Les autorités sanitaires ont donné l’alerte après la détection de MRSA chez un enfant de 12 ans hospitalisé pour une infection cutanée neuf jours après l’événement. L’analyse génomique a montré que l’épidémie était due à la souche rare et hypervirulente t016-ST22-MRSA-IV. Cette souche produisait la toxine leucocidine de Panton–Valentine (PVL), capable de détruire les cellules immunitaires et de déclencher une inflammation. Chez la plupart des enfants, les symptômes sont apparus dans les quatre jours, et chez certains, en quelques heures seulement. Ils comprenaient des taches, des cloques remplies de pus, des ampoules et des abcès ; les infections se situaient principalement sur les jambes, en particulier au niveau des cuisses. Douze enfants ont développé des symptômes systémiques tels que de la fièvre, des nausées ou des vomissements.

La souche était résistante à au moins quatre médicaments, dont la flucloxacilline, la ciprofloxacine, la gentamicine et le triméthoprime, mais elle était sensible à la clindamycine, à la tétracycline, à l’acide fusidique, au cotrimoxazole et au linézolide. Parmi les 48 enfants infectés, 47 avaient joué sur des structures gonflables, tandis que l’autre enfant avait eu un contact étroit avec une personne exposée. Il a été estimé que le fait que les enfants jouent pendant des heures, de manière intense et dans un espace bondé, ainsi que les éraflures cutanées et le temps chaud, humide et pluvieux, avaient facilité la propagation. Les autorités ont établi qu’il s’agissait de la plus grande épidémie de MRSA en Irlande et de la première épidémie associée à des parcs de jeux gonflables. Les structures n’ont pas été testées ; il a été recommandé à leurs propriétaires de procéder à une désinfection complète. Les enfants infectés ont reçu des antibiotiques, et un protocole de cinq jours comprenant un lavage antiseptique et une pommade nasale a été appliqué aux enfants et à leurs familles.
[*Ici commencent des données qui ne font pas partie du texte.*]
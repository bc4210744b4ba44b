//! Bearer-authenticated calls to the storefront API.

use std::sync::Arc;

use reqwest::Method;
use serde::Serialize;
use serde::de::DeserializeOwned;

use tradenest_auth::SessionStore;

use crate::config::ClientConfig;
use crate::error::ApiError;
use crate::http;

/// Client for the protected API.
///
/// The access token is read from the store on every call, so a token the
/// Session Guard just refreshed is picked up by the very next request.
#[derive(Clone)]
pub struct ApiClient {
    base_url: String,
    http: reqwest::Client,
    store: Arc<dyn SessionStore>,
}

impl ApiClient {
    pub fn new(config: &ClientConfig, store: Arc<dyn SessionStore>) -> Result<Self, ApiError> {
        Ok(Self {
            base_url: config.api_base_url.clone(),
            http: http::build_client(config)?,
            store,
        })
    }

    pub async fn get_json<T: DeserializeOwned>(&self, path: &str) -> Result<T, ApiError> {
        let resp = self.send(self.request(Method::GET, path)?).await?;
        http::read_json(resp).await
    }

    pub async fn post_json<B, T>(&self, path: &str, body: &B) -> Result<T, ApiError>
    where
        B: Serialize + ?Sized,
        T: DeserializeOwned,
    {
        let resp = self.send(self.request(Method::POST, path)?.json(body)).await?;
        http::read_json(resp).await
    }

    pub async fn put_json<B, T>(&self, path: &str, body: &B) -> Result<T, ApiError>
    where
        B: Serialize + ?Sized,
        T: DeserializeOwned,
    {
        let resp = self.send(self.request(Method::PUT, path)?.json(body)).await?;
        http::read_json(resp).await
    }

    pub async fn delete(&self, path: &str) -> Result<(), ApiError> {
        self.send(self.request(Method::DELETE, path)?).await?;
        Ok(())
    }

    fn request(&self, method: Method, path: &str) -> Result<reqwest::RequestBuilder, ApiError> {
        let credential = self.store.credential()?.ok_or(ApiError::NotAuthenticated)?;
        let url = http::endpoint(&self.base_url, path);
        Ok(self
            .http
            .request(method, url)
            .bearer_auth(credential.access_token))
    }

    async fn send(&self, request: reqwest::RequestBuilder) -> Result<reqwest::Response, ApiError> {
        match http::send(request).await {
            Err(ApiError::Status { status: 401, .. }) => {
                tracing::info!("API rejected the access token");
                Err(ApiError::Unauthorized)
            }
            other => other,
        }
    }
}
L’épidémie a pris fin 40 jours après l’absence de nouveau cas.

Pourquoi est-ce important ?

Cette épidémie montre que, lors d’activités collectives, les enfants doivent être surveillés non seulement pour les maladies respiratoires, mais aussi en ce qui concerne les contacts susceptibles de compromettre l’intégrité cutanée et le matériel partagé. Le fait qu’une souche rare, hautement virulente et résistante à plusieurs antibiotiques ait touché un grand nombre de personnes en peu de temps met en évidence l’importance de l’évaluation des personnes contacts lorsque le diagnostic ne peut pas être établi, ainsi que celle d’une intervention précoce en santé publique. Ces résultats concernent les familles, les organisateurs d’activités et les professionnels de santé, notamment en matière de nettoyage, de protection des plaies cutanées et de signalement rapide des signes d’infection. Cependant, l’absence de tests microbiologiques sur les structures de jeu laisse ouverte la question de savoir si la transmission s’est produite par les surfaces ou par des contacts étroits entre les enfants. Les résultats soulignent donc la nécessité d’examens plus approfondis lors d’activités similaires, sans être généralisés à l’ensemble des parcs de jeux gonflables.